People always say this when you criticize the show. At the end of the day it’s a television show; I’m sure much of it is based on truth, but ultimately it’s a written piece of art, not a documentary.
But it is based, ultimately, on a doorstep sized book of hard hitting journalism about the participants and victims of the drug war by one of the writers and the real life experience of a journalist, a cop and a teacher. And it shows.
I wonder why, when people from Baltimore "always say this," your instinct is to assume they're also lying. I wonder if there might be other reasons people from Baltimore "always say this"?

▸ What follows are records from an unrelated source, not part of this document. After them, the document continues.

use crate::commands::CommandResult;
use quotar_core::config::{AppConfig, LoadOptions};
use quotar_db::{connect_with_settings, migrations};

pub fn run() -> CommandResult {
    let config = match AppConfig::load(LoadOptions::default()) {
        Ok(config) => config,
        Err(error) => {
            return CommandResult::failure(
                "migrate",
                "config_validation",
                format!("configuration issue: {error}"),
                2,
            );
        }
    };

    let runtime = match tokio::runtime::Builder::new_current_thread().enable_all().build() {
        Ok(runtime) => runtime,
        Err(error) => {
            return CommandResult::failure(
                "migrate",
                "runtime_init",
                format!("failed to initialize async runtime: {error}"),
                3,
            );
        }
    };

    let result = runtime.block_on(async {
        let pool = connect_with_settings(
            &config.database.url,
            config.database.max_connections,
            config.database.timeout_secs,
        )
        .await
        .map_err(|error| ("db_connectivity", error.to_string(), 4u8))?;
        migrations::run_pending(&pool)
            .await
            .map_err(|error| ("migration", error.to_string(), 5u8))?;
        pool.close().await;
        Ok::<(), (&'static str, String, u8)>(())
    });

    match result {
        Ok(()) => CommandResult::success("migrate", "applied pending migrations"),
        Err((error_class, message, exit_code)) => {
            CommandResult::failure("migrate", error_class, message, exit_code)
        }
    }
}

I didn’t say people from Baltimore always say this. I said people always say this when the show is criticized. Even then, I’m pretty skeptical of the possibility that people commenting on random Reddit or HN topics were personally involved in the drug trade in Baltimore twenty years ago.

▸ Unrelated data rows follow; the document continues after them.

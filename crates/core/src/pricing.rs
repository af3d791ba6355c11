use rust_decimal::{Decimal, RoundingStrategy};

use crate::domain::quotation::{LineItem, MachineInstallation};

/// Round a monetary amount to two decimal places, half-up. Applied only
/// where an amount becomes a stored or displayed total, never on
/// intermediate sums.
pub fn round_money(amount: Decimal) -> Decimal {
    amount.round_dp_with_strategy(2, RoundingStrategy::MidpointAwayFromZero)
}

/// Line total for a single priced entry: `quantity * unit_price`, rounded
/// at the point of storage.
pub fn line_total(quantity: u32, unit_price: Decimal) -> Decimal {
    round_money(Decimal::from(quantity) * unit_price)
}

/// Document grand total: the sum of all stored line totals plus the
/// installation charge when present. Tax is *not* folded in; the stored
/// `total_amount` is pre-tax and `tax_rate_percent` is applied at render
/// time only.
pub fn grand_total(line_items: &[LineItem], installation: Option<&MachineInstallation>) -> Decimal {
    let lines: Decimal = line_items.iter().map(|line| line.line_total).sum();
    round_money(lines + installation.map(|block| block.total).unwrap_or(Decimal::ZERO))
}

/// Display-only tax amount for the rendered document.
pub fn tax_amount(total: Decimal, tax_rate_percent: Decimal) -> Decimal {
    round_money(total * tax_rate_percent / Decimal::from(100))
}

As I wrote in my initial comment, the show is great but has an irritating fan base that is hostile to anyone suggesting that it isn’t a documentary. It’s a television show that uses fairly standard narrative techniques to tell a story. That doesn’t mean it’s made up; but it does mean that it isn’t a unquestionably factual story, as its fan base would like you to believe.

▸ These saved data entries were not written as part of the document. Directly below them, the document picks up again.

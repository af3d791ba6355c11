use quotar_core::config::{AppConfig, LoadOptions};
use quotar_db::connect_with_settings;
use serde::Serialize;

#[derive(Clone, Copy, Debug, PartialEq, Eq, Serialize)]
#[serde(rename_all = "snake_case")]
enum CheckStatus {
    Pass,
    Fail,
    Warn,
    Skipped,
}

#[derive(Debug, Serialize)]
struct DoctorCheck {
    name: &'static str,
    status: CheckStatus,
    details: String,
}

#[derive(Debug, Serialize)]
struct DoctorReport {
    overall_status: CheckStatus,
    summary: String,
    checks: Vec<DoctorCheck>,
}

pub fn run(json_output: bool) -> String {
    let report = build_report();

    if json_output {
        return serde_json::to_string_pretty(&report).unwrap_or_else(|error| {
            format!(
                "{{\"overall_status\":\"fail\",\"summary\":\"doctor serialization failed\",\"error\":\"{}\"}}",
                escape_json(&error.to_string())
            )
        });
    }

    render_human(&report)
}

fn build_report() -> DoctorReport {
    let mut checks = Vec::new();

    match AppConfig::load(LoadOptions::default()) {
        Ok(config) => {
            checks.push(DoctorCheck {
                name: "config_validation",
                status: CheckStatus::Pass,
                details: "configuration loaded and validated".to_string(),
            });
            checks.push(check_database_connectivity(&config));
            checks.push(check_pdf_toolchain(&config));
        }
        Err(error) => {
            checks.push(DoctorCheck {
                name: "config_validation",
                status: CheckStatus::Fail,
                details: error.to_string(),
            });
            checks.push(DoctorCheck {
                name: "database_connectivity",
                status: CheckStatus::Skipped,
                details: "skipped because configuration did not load".to_string(),
            });
            checks.push(DoctorCheck {
                name: "pdf_toolchain",
                status: CheckStatus::Skipped,
                details: "skipped because configuration did not load".to_string(),
            });
        }
    }

    let failed = checks.iter().any(|check| check.status == CheckStatus::Fail);
    let overall_status = if failed { CheckStatus::Fail } else { CheckStatus::Pass };
    let summary = if failed {
        "doctor: one or more readiness checks failed".to_string()
    } else {
        "doctor: readiness checks passed".to_string()
    };

    DoctorReport { overall_status, summary, checks }
}

fn check_database_connectivity(config: &AppConfig) -> DoctorCheck {
    let runtime = match tokio::runtime::Builder::new_current_thread().enable_all().build() {
        Ok(runtime) => runtime,
        Err(error) => {
            return DoctorCheck {
                name: "database_connectivity",
                status: CheckStatus::Fail,
                details: format!("failed to initialize async runtime: {error}"),
            }
        }
    };

    let result = runtime.block_on(async {
        let pool = connect_with_settings(
            &config.database.url,
            config.database.max_connections,
            config.database.timeout_secs,
        )
        .await?;
        sqlx::query_scalar::<_, i64>("SELECT 1").fetch_one(&pool).await?;
        pool.close().await;
        Ok::<(), sqlx::Error>(())
    });

    match result {
        Ok(()) => DoctorCheck {
            name: "database_connectivity",
            status: CheckStatus::Pass,
            details: "database reachable and answering queries".to_string(),
        },
        Err(error) => DoctorCheck {
            name: "database_connectivity",
            status: CheckStatus::Fail,
            details: error.to_string(),
        },
    }
}

/// The PDF pipeline shells out to wkhtmltopdf; a missing binary is a
/// warning rather than a failure because the data path still works.
fn check_pdf_toolchain(config: &AppConfig) -> DoctorCheck {
    let configured = config.documents.wkhtmltopdf_path.clone();
    let resolved = configured.filter(|path| std::path::Path::new(path).exists()).or_else(|| {
        std::env::var_os("PATH").and_then(|paths| {
            std::env::split_paths(&paths)
                .map(|dir| dir.join("wkhtmltopdf"))
                .find(|candidate| candidate.exists())
                .map(|path| path.to_string_lossy().to_string())
        })
    });

    match resolved {
        Some(path) => DoctorCheck {
            name: "pdf_toolchain",
            status: CheckStatus::Pass,
            details: format!("wkhtmltopdf found at {path}"),
        },
        None => DoctorCheck {
            name: "pdf_toolchain",
            status: CheckStatus::Warn,
            details: "wkhtmltopdf not found; document generation will fail until it is installed"
                .to_string(),
        },
    }
}

fn render_human(report: &DoctorReport) -> String {
    let mut lines = vec![report.summary.clone()];
    for check in &report.checks {
        let marker = match check.status {
            CheckStatus::Pass => "ok",
            CheckStatus::Fail => "FAIL",
            CheckStatus::Warn => "warn",
            CheckStatus::Skipped => "skip",
        };
        lines.push(format!("  [{marker}] {}: {}", check.name, check.details));
    }
    lines.join("\n")
}

fn escape_json(value: &str) -> String {
    value.replace('\\', "\\\\").replace('"', "\\\"")
}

It’s a very similar situation to people that insist New York is the greatest city in the world. Yeah, it’s an awesome place, and probably in the top ten. But this obsession with “being the best city/best TV show of all time” clouds judgement and becomes a cultish attitude after awhile.
Well, it is the best American television show ever produced, the only shows that are on the same level are The Sopranos and Six Feet Under.
It was such an excellent show. I recently rewatched it. I wish they'd make more, or a follow-up set in another city. Instead of all this formulaic and totally unrealistic NCIS and CSI crap.
> I wish they'd make more, or a follow-up
there´s
- We Own This City
and
- Homicide: Life on the Street
Homicide is more like a prequel - the source material is the same as The Wire but was developed a decade earlier.
WOTC is indeed a follow-up of sort (same author as The Wire, produced recently), but the real follow-up to The Wire (i.e. what David Simon did straight after, bringing with him a bunch of actors from The Wire) was the short-lived Treme.
There's also The Deuce more recently. I found it excellent, though the subject matter (sex work and early 70s/80s porn industry) probably will turn a lot of folks off.
The real prequel is The Corner, which features a bunch of the same actors sometimes on the other side of the law.
“Tragic realism” sounds like a literary counterpart to the psychological concept of “depressive realism. The former is a fictional story that carries the hallmarks of classic tragedies but within an incredibly authentic context. The latter is the hypothesis that individuals with depression may have a more accurate perception of reality because they have a dearth of healthy, positive illusions. Makes me wonder if creators of depressingly accurate portrayals in fiction suffer from some element of depressive realism in their own lives.
"the term transtextuality to refer to ‘all that sets the text in a relationship, whether obvious or concealed, with other texts’ "
Presumably he gets paid for this. He seems to have published reams of similar content.
Without being too harsh, it's now apparent to me that chatbots can replace entire categories of academics.
Ah the classic "I don't see value in this analysis so that means it is worthless"
Surely you spend all your time curing cancer right?